• TASK REQUIREMENTS: Look over the data below and give the number of lines containing the word "LogError", with no other words.

Saved data entries:
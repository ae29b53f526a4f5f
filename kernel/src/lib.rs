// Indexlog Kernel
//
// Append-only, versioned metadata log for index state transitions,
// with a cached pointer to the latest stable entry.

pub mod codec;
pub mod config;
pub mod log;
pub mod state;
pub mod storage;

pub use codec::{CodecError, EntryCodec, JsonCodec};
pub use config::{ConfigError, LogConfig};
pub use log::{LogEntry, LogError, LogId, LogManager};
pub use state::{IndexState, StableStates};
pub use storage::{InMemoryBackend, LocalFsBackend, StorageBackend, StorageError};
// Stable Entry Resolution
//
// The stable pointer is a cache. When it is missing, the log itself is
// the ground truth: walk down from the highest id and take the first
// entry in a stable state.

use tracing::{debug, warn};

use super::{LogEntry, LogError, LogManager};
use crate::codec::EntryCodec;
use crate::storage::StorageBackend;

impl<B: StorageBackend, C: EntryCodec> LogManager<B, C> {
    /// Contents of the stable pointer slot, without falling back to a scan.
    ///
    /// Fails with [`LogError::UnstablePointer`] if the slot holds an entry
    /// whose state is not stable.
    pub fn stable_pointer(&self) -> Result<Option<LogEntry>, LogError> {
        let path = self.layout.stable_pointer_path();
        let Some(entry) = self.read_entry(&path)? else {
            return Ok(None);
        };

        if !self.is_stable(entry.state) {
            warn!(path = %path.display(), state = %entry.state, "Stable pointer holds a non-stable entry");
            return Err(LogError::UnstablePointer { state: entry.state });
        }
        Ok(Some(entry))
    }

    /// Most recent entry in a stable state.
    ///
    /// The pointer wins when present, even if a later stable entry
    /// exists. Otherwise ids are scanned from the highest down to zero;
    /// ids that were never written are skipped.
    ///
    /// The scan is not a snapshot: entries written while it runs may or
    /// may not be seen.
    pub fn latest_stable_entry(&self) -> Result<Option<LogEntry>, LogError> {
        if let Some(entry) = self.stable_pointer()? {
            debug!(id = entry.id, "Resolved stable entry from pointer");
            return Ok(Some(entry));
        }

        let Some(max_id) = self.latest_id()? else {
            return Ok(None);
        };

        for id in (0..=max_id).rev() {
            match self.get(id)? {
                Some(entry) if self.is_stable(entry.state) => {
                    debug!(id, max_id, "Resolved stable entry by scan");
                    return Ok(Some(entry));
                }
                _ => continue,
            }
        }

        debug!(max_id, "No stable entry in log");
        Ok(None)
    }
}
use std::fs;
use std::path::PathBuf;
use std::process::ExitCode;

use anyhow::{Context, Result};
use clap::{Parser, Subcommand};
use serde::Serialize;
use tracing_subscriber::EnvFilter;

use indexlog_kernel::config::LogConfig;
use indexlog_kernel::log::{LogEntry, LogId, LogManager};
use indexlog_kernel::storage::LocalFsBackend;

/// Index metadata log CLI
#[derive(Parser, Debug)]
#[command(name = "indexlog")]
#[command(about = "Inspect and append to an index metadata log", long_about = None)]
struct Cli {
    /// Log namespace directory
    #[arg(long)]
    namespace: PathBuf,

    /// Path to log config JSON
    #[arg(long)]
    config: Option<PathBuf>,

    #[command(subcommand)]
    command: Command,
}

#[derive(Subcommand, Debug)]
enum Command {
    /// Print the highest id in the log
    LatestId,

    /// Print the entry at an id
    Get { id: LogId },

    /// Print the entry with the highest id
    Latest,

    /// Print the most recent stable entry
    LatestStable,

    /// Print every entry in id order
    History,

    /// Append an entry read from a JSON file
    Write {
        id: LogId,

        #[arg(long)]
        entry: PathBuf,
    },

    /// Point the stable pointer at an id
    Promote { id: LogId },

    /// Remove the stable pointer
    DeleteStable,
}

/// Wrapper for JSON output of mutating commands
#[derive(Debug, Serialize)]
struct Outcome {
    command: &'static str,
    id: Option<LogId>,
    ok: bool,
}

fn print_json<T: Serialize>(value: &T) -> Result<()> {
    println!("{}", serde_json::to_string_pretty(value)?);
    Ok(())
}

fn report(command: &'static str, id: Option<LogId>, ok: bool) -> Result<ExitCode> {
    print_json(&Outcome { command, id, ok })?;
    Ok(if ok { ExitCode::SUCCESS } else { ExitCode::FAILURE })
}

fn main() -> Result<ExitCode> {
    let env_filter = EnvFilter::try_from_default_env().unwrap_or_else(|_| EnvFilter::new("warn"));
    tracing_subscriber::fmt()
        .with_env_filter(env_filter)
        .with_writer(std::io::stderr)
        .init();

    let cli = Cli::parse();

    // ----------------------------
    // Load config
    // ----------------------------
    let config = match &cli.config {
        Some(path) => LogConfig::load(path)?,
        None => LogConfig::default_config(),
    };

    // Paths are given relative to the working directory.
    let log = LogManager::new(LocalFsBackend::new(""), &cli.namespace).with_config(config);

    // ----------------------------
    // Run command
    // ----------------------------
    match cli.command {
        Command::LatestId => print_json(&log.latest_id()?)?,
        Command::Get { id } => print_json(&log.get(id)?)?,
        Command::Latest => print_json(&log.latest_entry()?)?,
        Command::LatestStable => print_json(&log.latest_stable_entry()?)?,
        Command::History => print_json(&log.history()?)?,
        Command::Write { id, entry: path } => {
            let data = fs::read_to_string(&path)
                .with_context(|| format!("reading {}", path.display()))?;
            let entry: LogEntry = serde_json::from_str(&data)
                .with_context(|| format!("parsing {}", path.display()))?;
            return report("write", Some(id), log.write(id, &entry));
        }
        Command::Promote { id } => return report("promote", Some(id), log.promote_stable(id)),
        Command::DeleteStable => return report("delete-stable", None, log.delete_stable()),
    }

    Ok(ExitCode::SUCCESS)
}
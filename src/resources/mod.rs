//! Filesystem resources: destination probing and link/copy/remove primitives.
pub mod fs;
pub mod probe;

• SOLUTION TO THIS PROBLEM: 6